А зато отношения между прежними друзьями, назваными братьями - Феодосием и Фотием - напряглись за последнее время до предела. Встретившись в Неаполе, чуть не подрались. Первым начал Фотий, обозвав приятеля греховодником и распутником. Бывший послушник терпеливо сносил его оскорбления, но потом не выдержал:
– Да заткнись ты, задница. Осуждать легко! Я не по своей воле вернулся, между прочим.
– Лучше сам заткнись и не возникай. Он «не по своей воле»! Маленький ребёнок? Взяли - отвели за ручку к драгоценной мамочке? Уши вянут.
– Да, меня украл Каллигон!
– Ах, его украл Каллигон! Надо же, какой прыткий! Даром что скопец.
– И скривился презрительно: - Мне-то не свисти. Этот Каллигон - на него плюнешь, он развалится.
– Можешь мне не верить, только я не лгу. Вот война закончится, и опять уеду в Эфес. Навсегда уже. Всем, чем хочешь, клянусь.
– Не клянись, ибо клятвы твои притворны и сродни поцелую Иуды.
– Да чего ты ко мне пристал?
– крикнул Феодосий.
– Если б не твоя мамочка, я не сделался бы таким грешником. Не во мне причина, а в ней!

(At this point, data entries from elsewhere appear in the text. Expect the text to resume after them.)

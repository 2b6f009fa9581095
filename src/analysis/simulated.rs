use anyhow::Result;
use async_trait::async_trait;
use std::time::Duration;
use tracing::debug;

use super::backend::{AnalysisBackend, AudioPayload, Finding, ImagePayload};
use crate::config::AnalysisConfig;
use crate::records::Urgency;

const SAMPLE_TRANSCRIPT: &str = "I've been experiencing persistent headaches for the past \
three days, particularly in the morning. The pain is located on the right side of my head \
and feels like a throbbing sensation. I've also noticed some sensitivity to light and \
occasional nausea. The headaches seem to worsen when I'm stressed or haven't had enough sleep.";

/// Canned backend with fixed latencies
///
/// Stands in for real inference services in demos and tests. Every image gets the
/// same skin-lesion finding and every recording transcribes to the same headache
/// description.
pub struct SimulatedBackend {
    image_latency: Duration,
    transcribe_latency: Duration,
    interpret_latency: Duration,
}

impl SimulatedBackend {
    pub fn new(config: &AnalysisConfig) -> Self {
        Self {
            image_latency: Duration::from_millis(config.image_latency_ms),
            transcribe_latency: Duration::from_millis(config.transcribe_latency_ms),
            interpret_latency: Duration::from_millis(config.interpret_latency_ms),
        }
    }

    /// Zero latency everywhere
    pub fn instant() -> Self {
        Self {
            image_latency: Duration::ZERO,
            transcribe_latency: Duration::ZERO,
            interpret_latency: Duration::ZERO,
        }
    }
}

#[async_trait]
impl AnalysisBackend for SimulatedBackend {
    async fn classify_image(&self, image: ImagePayload<'_>) -> Result<Finding> {
        debug!("Simulating classification of {} bytes of {}", image.bytes.len(), image.mime_type);
        tokio::time::sleep(self.image_latency).await;

        Ok(Finding {
            confidence: 94.2,
            diagnosis: "Possible skin lesion detected".to_string(),
            details: "AI analysis indicates irregularities in pigmentation and border \
                      characteristics that warrant professional evaluation."
                .to_string(),
            recommendations: vec![
                "Consult with a dermatologist within 2 weeks".to_string(),
                "Monitor for any changes in size or color".to_string(),
                "Avoid direct sun exposure on the area".to_string(),
            ],
            urgency: Some(Urgency::Medium),
            symptoms: Vec::new(),
        })
    }

    async fn transcribe(&self, audio: AudioPayload<'_>) -> Result<String> {
        debug!("Simulating transcription of {:.1}s of audio", audio.duration_seconds);
        tokio::time::sleep(self.transcribe_latency).await;
        Ok(SAMPLE_TRANSCRIPT.to_string())
    }

    async fn interpret(&self, transcript: &str) -> Result<Finding> {
        debug!("Simulating interpretation of {} chars", transcript.len());
        tokio::time::sleep(self.interpret_latency).await;

        Ok(Finding {
            confidence: 87.5,
            diagnosis: "Tension headache with possible migraine features".to_string(),
            details: "Based on the described symptoms, this appears to be a tension-type headache \
                      with some migraine characteristics. The pattern of morning headaches and \
                      stress correlation suggests lifestyle factors may be contributing."
                .to_string(),
            recommendations: vec![
                "Consider stress management techniques".to_string(),
                "Maintain regular sleep schedule".to_string(),
                "Stay hydrated and avoid trigger foods".to_string(),
                "Consult with primary care physician if symptoms persist".to_string(),
            ],
            urgency: Some(Urgency::Low),
            symptoms: vec![
                "Persistent headaches".to_string(),
                "Photophobia".to_string(),
                "Nausea".to_string(),
                "Right-sided pain".to_string(),
            ],
        })
    }

    fn name(&self) -> &str {
        "simulated"
    }
}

Фотий покраснел и набычился:
– Мать мою не трожь.
– Я бы и не трогал, если бы она не лизала мне кое-что между ног.
– Ах ты негодяй!
– и ударил его с размаха по лицу.
Но товарищ вовремя уклонился и подставил ему ногу. Рухнув наземь, забияка проговорил:
– Я убью тебя, слышишь, недоносок?
– и уже схватился за нож.
Феодосий выскользнул за дверь, и свистящее лезвие с лязгом вонзилось в древесину в том самом месте, где мгновение назад была его голова.